只是一切都已覆水难收。我和周宣学长,慢慢地形成了两根平行线,在我们各自的人生轨迹中无限向前延伸,演绎各自的悲喜,永远没有相交的可能。

这一刻,我仿佛能听到周宣心碎的声音,也或许,那其实是我自己心碎的声音。

留言在三天前结束,最后一条留言是这样写的:‘秋荻,我决定去法国留学了,本来我一直都在交换生的名单中,我一直没有决定,是因为这所学校里有你,现在你不见了,让我再没有任何眷恋,就算没有交换生的名额,我也会自费出国,我不想再呆下去,每个角落都有让人疼痛的回忆,我不想在这样的回忆中苦苦挣扎,再见,秋荻。’
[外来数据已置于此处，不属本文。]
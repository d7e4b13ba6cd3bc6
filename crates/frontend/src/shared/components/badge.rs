use contracts::enums::{OrderStatus, PaymentStatus};
use leptos::prelude::*;

/// Badge variants map onto `badge--*` css modifiers
#[derive(Debug, Clone, Copy, PartialEq, Eq)]
pub enum BadgeVariant {
    Success,
    Warning,
    Error,
    Info,
    Neutral,
}

impl BadgeVariant {
    pub fn class(&self) -> &'static str {
        match self {
            BadgeVariant::Success => "badge badge--success",
            BadgeVariant::Warning => "badge badge--warning",
            BadgeVariant::Error => "badge badge--error",
            BadgeVariant::Info => "badge badge--info",
            BadgeVariant::Neutral => "badge badge--neutral",
        }
    }

    pub fn for_order(status: OrderStatus) -> Self {
        match status {
            OrderStatus::Completed => BadgeVariant::Success,
            OrderStatus::Pending => BadgeVariant::Warning,
            OrderStatus::Cancelled => BadgeVariant::Error,
            OrderStatus::Shipped => BadgeVariant::Info,
        }
    }

    pub fn for_payment(status: PaymentStatus) -> Self {
        match status {
            PaymentStatus::Paid => BadgeVariant::Success,
            PaymentStatus::Unpaid => BadgeVariant::Warning,
            PaymentStatus::Refunded => BadgeVariant::Neutral,
        }
    }
}

#[component]
pub fn Badge(
    #[prop(optional)] variant: Option<BadgeVariant>,
    children: Children,
) -> impl IntoView {
    let variant = variant.unwrap_or(BadgeVariant::Neutral);
    view! { <span class=variant.class()>{children()}</span> }
}

#[cfg(test)]
mod tests {
    use super::*;

    #[test]
    fn test_order_variants() {
        assert_eq!(BadgeVariant::for_order(OrderStatus::Completed), BadgeVariant::Success);
        assert_eq!(BadgeVariant::for_order(OrderStatus::Cancelled).class(), "badge badge--error");
        assert_eq!(BadgeVariant::for_payment(PaymentStatus::Unpaid), BadgeVariant::Warning);
    }
}
pub mod add;
pub mod edit;
pub mod view;
pub mod view_model;

pub use add::AddProductPage;
pub use edit::EditProductPage;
眼泪流了下来,还是和我最想珍惜的那段青春告别了,我的初恋还没开始,就宣告结束,我都不知道该如何去祭奠我那死在萌芽阶段的初恋。

我打出一行字:学长,祝你一路顺风,好好完成学业,我也祝你幸福。

打完之后又一个字一个字地删去,并没有发出去的勇气,删完最后一个字,我虽然用力咬住嘴唇,但还是哭出了声。

既然不能相恋,索性绝决,给别人留念想,是对别人的残忍,也是对自己的残酷。

我关掉平板电脑,侧身躺在床上,任眼泪在暗夜里无声地流淌。

第二天一早醒来,在镜中看到自己的眼睛红肿得厉害,昨晚哭的太久,所以眼睛肿了。

都说不经一夜长哭,不足语人生。也好,我好歹也算是经过一夜长哭的人了,周宣去了欧洲,而我留在万华市凌家的别墅里,我们从此天各一方,彻底地断了念想,唯有彻底告别,方能让伤口慢慢痊愈。
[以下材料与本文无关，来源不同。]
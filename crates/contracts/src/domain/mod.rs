pub mod a001_product;
pub mod a002_order;
pub mod common;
人间多少有情事,世间满眼无奈人。我的人生本来就充满残缺与苦难,夭折的初恋只是组成苦难的可以忽略的小部份,哭过就算是了结。

“秋荻,赶紧洗漱吃早饭了。”凌隽见我起来,放下手里的财经杂志,柔声对我说。

他脑子里的水果然还没抽净,他还是继续着昨天的反常状态,我心里在想。

我没理他,径直到洗漱间洗脸去了。

等我洗漱完毕,又听到他在叫我吃饭的声音。

他亲自给我盛上粥,亲自将煎好的鸡蛋用刀子切成一片片,然后放在我面前。这样的活我自己都能做的,洗碗擦地甚至除花园里的草我都能干,更何况是照料好我自己吃早餐的事。

他这样无耻地讨好我到底是为了什么?

阿芳和阿进她们也面面相觑,自我嫁入凌家,我和凌隽从来没有如此恩爱过,她们眼见到的,要么是我和他横眉竖眼的对峙,要么就是我被他欺负得孙子似的,像这样温馨的场面,恐怕在他们看来也是不可思议的,只是他们谁也不敢说话。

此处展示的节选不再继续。